The video resonated so much to me that I even wrote a blog post related to it: Would You Support Humane Prison Design In Your Own Country? Why or Why Not? (published April 2020). Since then, I indulged in resources relating to human-centered design and prisons. I got a writing internship in June and by August, I messaged our head asking if I could work on an article related to Human-centered Prisons. With her green light, I began working on it. The whole time I was working on it, I was scared, terrified sometimes, because I wasn’t an expert. My curiousity is the only thing in me but I started to look at it as a good thing. I may not be an expert but I know I can contribute something to the conversation. Long story short, I accomplished the article entitled: Rethinking Prisons. A few weeks after, I wrote another similar article, but shorter and more opinionated, for our college newspaper: Why We Should Build Human-Centered Prisons.

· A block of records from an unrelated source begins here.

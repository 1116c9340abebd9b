use std::fmt;
use std::str::FromStr;

/// Card ranks from Two (low) to Ace (high).
#[derive(Debug, Clone, Copy, PartialEq, Eq, PartialOrd, Ord, Hash)]
#[repr(u8)]
pub enum Rank {
    Two = 2,
    Three = 3,
    Four = 4,
    Five = 5,
    Six = 6,
    Seven = 7,
    Eight = 8,
    Nine = 9,
    Ten = 10,
    Jack = 11,
    Queen = 12,
    King = 13,
    Ace = 14,
}

impl Rank {
    pub const ALL: [Rank; 13] = [
        Rank::Two,
        Rank::Three,
        Rank::Four,
        Rank::Five,
        Rank::Six,
        Rank::Seven,
        Rank::Eight,
        Rank::Nine,
        Rank::Ten,
        Rank::Jack,
        Rank::Queen,
        Rank::King,
        Rank::Ace,
    ];

    pub const fn value(self) -> u8 {
        self as u8
    }

    /// Printed symbol: "2".."10", "J", "Q", "K", "A".
    pub const fn symbol(self) -> &'static str {
        match self {
            Rank::Two => "2",
            Rank::Three => "3",
            Rank::Four => "4",
            Rank::Five => "5",
            Rank::Six => "6",
            Rank::Seven => "7",
            Rank::Eight => "8",
            Rank::Nine => "9",
            Rank::Ten => "10",
            Rank::Jack => "J",
            Rank::Queen => "Q",
            Rank::King => "K",
            Rank::Ace => "A",
        }
    }
}

impl fmt::Display for Rank {
    fn fmt(&self, f: &mut fmt::Formatter<'_>) -> fmt::Result {
        f.write_str(self.symbol())
    }
}

#[derive(thiserror::Error, Debug, Clone, PartialEq, Eq)]
#[non_exhaustive]
pub enum RankParseError {
    #[error("invalid rank: '{0}'")]
    Invalid(String),
}

impl FromStr for Rank {
    type Err = RankParseError;

    fn from_str(s: &str) -> Result<Self, Self::Err> {
        let upper = s.trim().to_ascii_uppercase();
        let r = match upper.as_str() {
            "10" | "T" => Rank::Ten,
            other => Rank::ALL
                .into_iter()
                .find(|r| r.symbol() == other)
                .ok_or_else(|| RankParseError::Invalid(s.to_string()))?,
        };
        Ok(r)
    }
}

/// The four French suits, declared in deck construction order.
///
/// The derived ordering follows declaration order and carries no notion of
/// card strength; see [`crate::ranking::SuitValues`] for that.
#[derive(Debug, Clone, Copy, PartialEq, Eq, PartialOrd, Ord, Hash)]
pub enum Suit {
    Spades,
    Diamonds,
    Clubs,
    Hearts,
}

impl Suit {
    pub const ALL: [Suit; 4] = [Suit::Spades, Suit::Diamonds, Suit::Clubs, Suit::Hearts];

    /// Position of the suit in [`Suit::ALL`].
    pub const fn index(self) -> usize {
        self as usize
    }

    pub const fn name(self) -> &'static str {
        match self {
            Suit::Spades => "spades",
            Suit::Diamonds => "diamonds",
            Suit::Clubs => "clubs",
            Suit::Hearts => "hearts",
        }
    }
}

impl fmt::Display for Suit {
    fn fmt(&self, f: &mut fmt::Formatter<'_>) -> fmt::Result {
        f.write_str(self.name())
    }
}

#[derive(thiserror::Error, Debug, Clone, PartialEq, Eq)]
#[non_exhaustive]
pub enum SuitParseError {
    #[error("invalid suit: '{0}'")]
    Invalid(String),
}

impl FromStr for Suit {
    type Err = SuitParseError;
    fn from_str(s: &str) -> Result<Self, Self::Err> {
        let t = s.trim();
        let mut chars = t.chars();
        if let (Some(c), None) = (chars.next(), chars.next()) {
            return Suit::try_from(c);
        }
        let lower = t.to_ascii_lowercase();
        Suit::ALL
            .into_iter()
            .find(|suit| suit.name() == lower)
            .ok_or_else(|| SuitParseError::Invalid(s.to_string()))
    }
}

impl TryFrom<char> for Suit {
    type Error = SuitParseError;
    fn try_from(c: char) -> Result<Self, Self::Error> {
        match c.to_ascii_lowercase() {
            's' => Ok(Suit::Spades),
            'd' => Ok(Suit::Diamonds),
            'c' => Ok(Suit::Clubs),
            'h' => Ok(Suit::Hearts),
            _ => Err(SuitParseError::Invalid(c.to_string())),
        }
    }
}

/// A playing card: rank + suit. Two cards with the same fields are equal.
///
/// ```
/// use french_deck::cards::{Card, Rank, Suit};
///
/// let card = Card::new(Rank::Queen, Suit::Hearts);
/// assert_eq!(card.to_string(), "Card(rank='Q', suit='hearts')");
/// assert!(card == ("Q", "hearts"));
/// ```
#[derive(Debug, Clone, Copy, PartialEq, Eq, PartialOrd, Ord, Hash)]
pub struct Card {
    rank: Rank,
    suit: Suit,
}

impl Card {
    pub const fn new(rank: Rank, suit: Suit) -> Self {
        Self { rank, suit }
    }

    pub const fn rank(self) -> Rank {
        self.rank
    }
    pub const fn suit(self) -> Suit {
        self.suit
    }
}

impl fmt::Display for Card {
    fn fmt(&self, f: &mut fmt::Formatter<'_>) -> fmt::Result {
        write!(f, "Card(rank='{}', suit='{}')", self.rank, self.suit)
    }
}

/// Loose comparison against a `(rank symbol, suit name)` pair.
///
/// Lets needles that are not valid cards, such as `("7", "beasts")`, take part
/// in membership scans; they simply never compare equal.
impl PartialEq<(&str, &str)> for Card {
    fn eq(&self, other: &(&str, &str)) -> bool {
        self.rank.symbol() == other.0 && self.suit.name() == other.1
    }
}

#[derive(thiserror::Error, Debug, Clone, PartialEq, Eq)]
#[non_exhaustive]
pub enum CardParseError {
    #[error("invalid card: '{0}'")]
    Invalid(String),
    #[error(transparent)]
    Rank(#[from] RankParseError),
    #[error(transparent)]
    Suit(#[from] SuitParseError),
}

/// Accepts "Q of hearts", "Q hearts" and the compact "Qh" / "10h".
impl FromStr for Card {
    type Err = CardParseError;
    fn from_str(s: &str) -> Result<Self, Self::Err> {
        let mut words = s.split_whitespace().filter(|w| !w.eq_ignore_ascii_case("of"));
        match (words.next(), words.next(), words.next()) {
            (Some(rank), Some(suit), None) => {
                Ok(Card::new(Rank::from_str(rank)?, Suit::from_str(suit)?))
            }
            (Some(compact), None, None) => {
                // suit is the last char, rank is everything before it
                let (split, suit_ch) = compact
                    .char_indices()
                    .last()
                    .ok_or_else(|| CardParseError::Invalid(s.to_string()))?;
                if split == 0 {
                    return Err(CardParseError::Invalid(s.to_string()));
                }
                let rank = Rank::from_str(&compact[..split])?;
                let suit = Suit::try_from(suit_ch)?;
                Ok(Card::new(rank, suit))
            }
            _ => Err(CardParseError::Invalid(s.to_string())),
        }
    }
}

/// Parse multiple compact cards separated by whitespace or commas.
///
/// ```
/// use french_deck::cards::{parse_cards, Card, Rank, Suit};
///
/// let cards = parse_cards("As, Kd 10c").unwrap();
/// assert_eq!(cards[0], Card::new(Rank::Ace, Suit::Spades));
/// assert_eq!(cards[1], Card::new(Rank::King, Suit::Diamonds));
/// assert_eq!(cards[2], Card::new(Rank::Ten, Suit::Clubs));
/// ```
pub fn parse_cards(input: &str) -> Result<Vec<Card>, CardParseError> {
    input
        .split(|c: char| c.is_whitespace() || c == ',')
        .filter(|s| !s.is_empty())
        .map(Card::from_str)
        .collect()
}
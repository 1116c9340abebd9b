use crate::cards::{Card, Rank, Suit};
use crate::error::SequenceError;
use crate::sequence::Sequence;

/// A standard 52-card French deck.
///
/// Built once as every rank of every suit, suits in [`Deck::SUITS`] order and
/// ranks in [`Deck::RANKS`] order, and never mutated afterwards. Everything
/// beyond counting and positional access comes from the generic algorithms
/// in [`crate::sequence`].
///
/// ```
/// use french_deck::cards::{Card, Rank, Suit};
/// use french_deck::deck::Deck;
/// use french_deck::sequence::{self, Sequence};
///
/// let deck = Deck::new();
/// assert_eq!(deck.size(), 52);
/// assert_eq!(deck.get(0).unwrap(), &Card::new(Rank::Two, Suit::Spades));
/// assert!(sequence::contains(&deck, &("Q", "hearts")));
/// ```
#[derive(Debug, Clone, PartialEq, Eq)]
pub struct Deck {
    cards: Vec<Card>,
}

impl Deck {
    pub const SUITS: [Suit; 4] = Suit::ALL;
    pub const RANKS: [Rank; 13] = Rank::ALL;

    pub fn new() -> Self {
        let cards: Vec<Card> = Self::SUITS
            .iter()
            .flat_map(|&suit| Self::RANKS.iter().map(move |&rank| Card::new(rank, suit)))
            .collect();
        tracing::debug!(cards = cards.len(), "built deck");
        Self { cards }
    }
}

impl Default for Deck {
    fn default() -> Self {
        Self::new()
    }
}

impl Sequence for Deck {
    type Item = Card;

    fn size(&self) -> usize {
        self.cards.len()
    }

    fn get(&self, position: isize) -> Result<&Card, SequenceError> {
        Sequence::get(self.cards.as_slice(), position)
    }
}
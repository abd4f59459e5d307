use super::error::InventoryError;
use super::resource::ResourceKind;
use serde::{Deserialize, Serialize};
use std::collections::BTreeMap;

/// Resource counts carried by the player
///
/// One non-negative count per [`ResourceKind`]. There is no capacity limit.
#[derive(Debug, Clone, Default, PartialEq, Eq, Serialize, Deserialize)]
pub struct Inventory {
    counts: [u32; 4],
}

impl Inventory {
    /// Creates a new empty inventory
    pub fn new() -> Self {
        Self::default()
    }

    /// Returns true if the inventory has no items
    pub fn is_empty(&self) -> bool {
        self.counts.iter().all(|&count| count == 0)
    }

    pub fn count(&self, kind: ResourceKind) -> u32 {
        self.counts[kind.index()]
    }

    /// Checks if there are at least `quantity` of a resource
    pub fn has(&self, kind: ResourceKind, quantity: u32) -> bool {
        self.count(kind) >= quantity
    }

    pub fn add(&mut self, kind: ResourceKind, quantity: u32) {
        let slot = &mut self.counts[kind.index()];
        *slot = slot.saturating_add(quantity);
    }

    /// Removes exactly `quantity`, or nothing at all if there aren't enough
    pub fn remove(&mut self, kind: ResourceKind, quantity: u32) -> Result<(), InventoryError> {
        let available = self.count(kind);
        if available < quantity {
            return Err(InventoryError::InsufficientItems {
                kind,
                requested: quantity,
                available,
            });
        }
        self.counts[kind.index()] = available - quantity;
        Ok(())
    }

    /// `(kind, count)` pairs in hotbar order
    pub fn iter(&self) -> impl Iterator<Item = (ResourceKind, u32)> + '_ {
        ResourceKind::ALL.into_iter().map(|kind| (kind, self.count(kind)))
    }

    /// Counts keyed by resource, for display and snapshots
    pub fn to_map(&self) -> BTreeMap<ResourceKind, u32> {
        self.iter().collect()
    }
}

#[cfg(test)]
mod tests {
    use super::*;

    #[test]
    fn test_new_inventory_is_empty() {
        let inventory = Inventory::new();
        assert!(inventory.is_empty());
        assert!(inventory.iter().all(|(_, count)| count == 0));
    }

    #[test]
    fn test_add_and_count() {
        let mut inventory = Inventory::new();
        inventory.add(ResourceKind::Ore, 3);
        inventory.add(ResourceKind::Ore, 2);
        assert_eq!(inventory.count(ResourceKind::Ore), 5);
        assert_eq!(inventory.count(ResourceKind::Dirt), 0);
        assert!(inventory.has(ResourceKind::Ore, 5));
        assert!(!inventory.has(ResourceKind::Ore, 6));
    }

    #[test]
    fn test_remove_insufficient_leaves_count() {
        let mut inventory = Inventory::new();
        inventory.add(ResourceKind::Stone, 1);

        let err = inventory.remove(ResourceKind::Stone, 2).unwrap_err();
        assert_eq!(
            err,
            InventoryError::InsufficientItems {
                kind: ResourceKind::Stone,
                requested: 2,
                available: 1,
            }
        );
        assert_eq!(inventory.count(ResourceKind::Stone), 1);

        inventory.remove(ResourceKind::Stone, 1).unwrap();
        assert!(inventory.is_empty());
    }

    #[test]
    fn test_error_message() {
        let err = InventoryError::InsufficientItems {
            kind: ResourceKind::Wood,
            requested: 1,
            available: 0,
        };
        assert_eq!(err.to_string(), "insufficient wood (requested: 1, available: 0)");
    }

    #[test]
    fn test_to_map_serializes_lowercase_keys() {
        let mut inventory = Inventory::new();
        inventory.add(ResourceKind::Wood, 4);
        let json = serde_json::to_string(&inventory.to_map()).unwrap();
        assert_eq!(json, r#"{"dirt":0,"stone":0,"ore":0,"wood":4}"#);
    }
}
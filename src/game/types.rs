// Shared enums and helper structs used by the game loop

use crate::spawn::SpawnAttempt;
use serde::Serialize;

/// Game state enum for tracking current game mode
#[derive(Debug, Clone, Copy, PartialEq, Eq, Default, Serialize)]
pub enum GameState {
    #[default]
    Playing,
    Dead, // player health reached zero; ticks are no-ops from here on
}

/// Everything notable that happened during one `GameWorld::tick`
///
/// The simulation never needs this itself; it exists so a driver can log or
/// react to lifecycle events without diffing snapshots.
#[derive(Debug, Clone, Copy, PartialEq, Eq, Serialize)]
pub struct TickReport {
    /// The clock wrapped into a new day
    pub new_day: bool,
    /// Hostiles the player's swing damaged this tick
    pub hits_landed: u32,
    /// Health the player lost to contact damage this tick
    pub damage_taken: i32,
    pub despawned: usize,
    pub spawn: SpawnAttempt,
    pub boss_spawned: bool,
    pub boss_defeated: bool,
    pub player_died: bool,
}

impl Default for TickReport {
    fn default() -> Self {
        TickReport {
            new_day: false,
            hits_landed: 0,
            damage_taken: 0,
            despawned: 0,
            spawn: SpawnAttempt::Waiting,
            boss_spawned: false,
            boss_defeated: false,
            player_died: false,
        }
    }
}
/// Collision detection and response for the tile world
///
/// This module provides the pieces every moving entity shares:
///
/// - `Rect`: integer axis-aligned rectangle in world pixels
/// - `aabb_intersect`: rectangle overlap test used for contact damage and attacks
/// - `Collidable` trait: anything with bounds that other bodies can touch
/// - `resolve_axis`: the one AABB-vs-tilemap algorithm that moves a `Body`
///
/// # Separated axes
///
/// Movement is resolved one axis at a time: horizontal displacement first, then
/// vertical. Each call moves the rectangle by the displacement, samples its four
/// corners, and snaps the leading edge flush against any solid tile a corner landed
/// in. Resolving the axes separately is what keeps bodies from slipping through the
/// corner where a wall meets a floor.
use crate::body::Body;
use crate::tile::TileGrid;
use serde::{Deserialize, Serialize};

/// Axis-aligned rectangle in world pixels (top-left origin, y grows downward)
///
/// Edges follow half-open conventions: `right()` and `bottom()` are one past the
/// last covered pixel, so rectangles that only touch do not intersect.
#[derive(Debug, Clone, Copy, PartialEq, Eq, Hash, Serialize, Deserialize)]
pub struct Rect {
    pub x: i32,
    pub y: i32,
    pub width: i32,
    pub height: i32,
}

impl Rect {
    pub fn new(x: i32, y: i32, width: i32, height: i32) -> Self {
        Rect { x, y, width, height }
    }

    /// Rectangle whose bottom edge is centred on `(center_x, bottom)`
    pub fn from_bottom_center(center_x: i32, bottom: i32, width: i32, height: i32) -> Self {
        Rect::new(center_x - width / 2, bottom - height, width, height)
    }

    pub fn left(&self) -> i32 {
        self.x
    }

    pub fn right(&self) -> i32 {
        self.x + self.width
    }

    pub fn top(&self) -> i32 {
        self.y
    }

    pub fn bottom(&self) -> i32 {
        self.y + self.height
    }

    pub fn center_x(&self) -> i32 {
        self.x + self.width / 2
    }

    pub fn center_y(&self) -> i32 {
        self.y + self.height / 2
    }

    pub fn set_left(&mut self, left: i32) {
        self.x = left;
    }

    pub fn set_right(&mut self, right: i32) {
        self.x = right - self.width;
    }

    pub fn set_top(&mut self, top: i32) {
        self.y = top;
    }

    pub fn set_bottom(&mut self, bottom: i32) {
        self.y = bottom - self.height;
    }

    /// The last pixel inside each corner: top-left, top-right, bottom-left, bottom-right
    pub fn corners(&self) -> [(i32, i32); 4] {
        [
            (self.left(), self.top()),
            (self.right() - 1, self.top()),
            (self.left(), self.bottom() - 1),
            (self.right() - 1, self.bottom() - 1),
        ]
    }
}

/// Checks if two axis-aligned bounding boxes intersect.
///
/// For two rectangles to NOT intersect, one must be completely left of, right of,
/// above, or below the other. Touching edges do not count as intersecting.
pub fn aabb_intersect(a: &Rect, b: &Rect) -> bool {
    let x_overlap = a.left() < b.right() && a.right() > b.left();
    let y_overlap = a.top() < b.bottom() && a.bottom() > b.top();

    x_overlap && y_overlap
}

/// Trait for entities that participate in collision detection.
///
/// Player, enemies and the boss all implement this so contact damage and attack
/// hit tests can treat them uniformly.
pub trait Collidable {
    /// Returns the axis-aligned bounding box for this entity.
    fn get_bounds(&self) -> Rect;
}

/// Returns the indices of every entity in `entities` whose bounds intersect `area`
pub fn check_collisions_with_collection<T: Collidable>(area: &Rect, entities: &[T]) -> Vec<usize> {
    entities
        .iter()
        .enumerate()
        .filter(|(_, other)| aabb_intersect(area, &other.get_bounds()))
        .map(|(index, _)| index)
        .collect()
}

/// Maps a world pixel coordinate to the tile containing it (floor division)
pub fn world_to_tile(pixel: i32, tile_size: i32) -> i32 {
    pixel.div_euclid(tile_size)
}

/// Moves `body` by one axis of displacement and pushes it out of solid tiles.
///
/// Call once with `(dx, 0.0)` and then once with `(0.0, dy)`. The rectangle moves by
/// the truncated displacement; the sign of the float decides which edge snaps, so a
/// sub-pixel velocity still keeps a body pressed against the tile it is touching.
///
/// - moving down: bottom snaps to the tile's top, `vel_y = 0`, `on_ground = true`
/// - moving up: top snaps to the tile's bottom, `vel_y = 0`
/// - moving right: right edge snaps to the tile's left edge
/// - moving left: left edge snaps to the tile's right edge
///
/// Tiles outside the grid are never solid, so nothing stops a body that has left
/// the world. Calling with `dx == dy == 0.0` never moves the body.
pub fn resolve_axis(body: &mut Body, grid: &TileGrid, tile_size: i32, dx: f32, dy: f32) {
    body.rect.x += dx as i32;
    body.rect.y += dy as i32;

    for (corner_x, corner_y) in body.rect.corners() {
        let tile_x = world_to_tile(corner_x, tile_size);
        let tile_y = world_to_tile(corner_y, tile_size);

        if !grid.is_solid(tile_x, tile_y) {
            continue;
        }

        if dy > 0.0 {
            body.rect.set_bottom(tile_y * tile_size);
            body.vel_y = 0.0;
            body.on_ground = true;
        } else if dy < 0.0 {
            body.rect.set_top((tile_y + 1) * tile_size);
            body.vel_y = 0.0;
        }

        if dx > 0.0 {
            body.rect.set_right(tile_x * tile_size);
        } else if dx < 0.0 {
            body.rect.set_left((tile_x + 1) * tile_size);
        }
    }
}

#[cfg(test)]
mod tests {
    use super::*;
    use crate::tile::TileId;

    const TILE: i32 = 32;

    /// 10x10 grid, air except column 3 which is stone from row 5 down
    fn test_grid() -> TileGrid {
        let mut grid = TileGrid::new(10, 10, TileId::Air);
        for y in 5..10 {
            grid.set_tile(3, y, TileId::Stone);
        }
        grid
    }

    fn body_at(x: i32, y: i32) -> Body {
        Body::new(Rect::new(x, y, 32, 48), 100)
    }

    #[test]
    fn test_aabb_intersect_overlapping() {
        let rect_a = Rect::new(0, 0, 32, 32);
        let rect_b = Rect::new(16, 16, 32, 32);

        assert!(aabb_intersect(&rect_a, &rect_b));
        assert!(aabb_intersect(&rect_b, &rect_a));
    }

    #[test]
    fn test_aabb_intersect_touching_edges() {
        let rect_a = Rect::new(0, 0, 32, 32);
        let rect_b = Rect::new(32, 0, 32, 32);

        assert!(!aabb_intersect(&rect_a, &rect_b));
    }

    #[test]
    fn test_aabb_intersect_contained() {
        let large = Rect::new(0, 0, 100, 100);
        let small = Rect::new(25, 25, 50, 50);

        assert!(aabb_intersect(&large, &small));
        assert!(aabb_intersect(&small, &large));
    }

    #[test]
    fn test_world_to_tile_floors_negatives() {
        assert_eq!(world_to_tile(0, TILE), 0);
        assert_eq!(world_to_tile(31, TILE), 0);
        assert_eq!(world_to_tile(32, TILE), 1);
        assert_eq!(world_to_tile(-1, TILE), -1);
    }

    #[test]
    fn test_falling_body_lands_flush() {
        let grid = test_grid();
        // Bottom edge at 158 (inside row 4), falling 5px into row 5.
        let mut body = body_at(3 * TILE, 158 - 48);
        body.vel_y = 5.0;
        let dy = body.vel_y;

        resolve_axis(&mut body, &grid, TILE, 0.0, dy);

        assert_eq!(body.rect.bottom(), 5 * TILE);
        assert!(body.on_ground);
        assert_eq!(body.vel_y, 0.0);
    }

    #[test]
    fn test_rising_body_bumps_head() {
        let mut grid = TileGrid::new(10, 10, TileId::Air);
        grid.set_tile(2, 2, TileId::Dirt);
        // Top edge at 98 (row 3), rising 5px into row 2.
        let mut body = body_at(2 * TILE, 98);
        body.vel_y = -5.0;
        let dy = body.vel_y;

        resolve_axis(&mut body, &grid, TILE, 0.0, dy);

        assert_eq!(body.rect.top(), 3 * TILE);
        assert_eq!(body.vel_y, 0.0);
        assert!(!body.on_ground);
    }

    #[test]
    fn test_moving_right_into_wall() {
        let grid = test_grid();
        // Standing in rows 4..5 (y = 112..160 overlaps row 5 with the wall column).
        let mut body = body_at(3 * TILE - 34, 5 * TILE - 40);

        resolve_axis(&mut body, &grid, TILE, 4.0, 0.0);

        assert_eq!(body.rect.right(), 3 * TILE);
    }

    #[test]
    fn test_moving_left_into_wall() {
        let grid = test_grid();
        let mut body = body_at(4 * TILE + 2, 5 * TILE - 40);

        resolve_axis(&mut body, &grid, TILE, -4.0, 0.0);

        assert_eq!(body.rect.left(), 4 * TILE);
    }

    #[test]
    fn test_zero_displacement_is_idempotent() {
        let grid = test_grid();
        let mut body = body_at(3 * TILE, 158 - 48);
        body.vel_y = 5.0;
        resolve_axis(&mut body, &grid, TILE, 0.0, 5.0);
        let settled = body.rect;

        for _ in 0..3 {
            resolve_axis(&mut body, &grid, TILE, 0.0, 0.0);
            assert_eq!(body.rect, settled);
        }
    }

    #[test]
    fn test_out_of_bounds_is_open_space() {
        let grid = test_grid();
        let mut body = body_at(-100, 500);
        body.vel_y = 10.0;

        resolve_axis(&mut body, &grid, TILE, 0.0, 10.0);

        assert_eq!(body.rect.y, 510);
        assert!(!body.on_ground);
    }

    #[test]
    fn test_subpixel_velocity_does_not_move() {
        let grid = test_grid();
        let mut body = body_at(0, 0);
        resolve_axis(&mut body, &grid, TILE, 0.6, 0.0);
        assert_eq!(body.rect.x, 0);
    }

    #[test]
    fn test_check_collisions_with_collection() {
        struct Dummy(Rect);
        impl Collidable for Dummy {
            fn get_bounds(&self) -> Rect {
                self.0
            }
        }

        let others = vec![
            Dummy(Rect::new(0, 0, 10, 10)),
            Dummy(Rect::new(50, 50, 10, 10)),
            Dummy(Rect::new(5, 5, 10, 10)),
        ];
        let hits = check_collisions_with_collection(&Rect::new(0, 0, 8, 8), &others);
        assert_eq!(hits, vec![0, 2]);
    }
}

What started out as notes and just following my curiousity became an opportunity for me to share what I learned.

“But the thing about keeping notebooks is that you have revisit them in order to make the most out of them. You have to flip back through old ideas to see what you’ve been thinking,” writes Austin Kleon in hus book Show Your Work! “Once you make sharing part of your daily routine, you’ll notice themes and trends emerging in what you share. You’ll find patterns in your flow.”

This is also the reason why I keep commonplace notebooks and read it religiously. I’m always on a lookout for any patterns. All of my blogposts are from patterns too. If you had read most of them, you’ll notice that ideas are overlapping with each other. I built into it every now and then.

I never imagined that my curiousity could grow into something. Whenever I remember how my journey went, I became much much more confident in acting on my ideas even though the future looked so uncertain.

It’s not how smart you are in the field or how skilled you are. What matters is what you contribute. Author James Clear wrote tips on how to get started as a writer and the last tip states, “Write about what fascinates you. You don’t need to be an expert. Curiousity leads to expertise.

Small things when accumulated turns into something massive. Do not worry about not having a big idea, just continue working first on where your curiousity leads you.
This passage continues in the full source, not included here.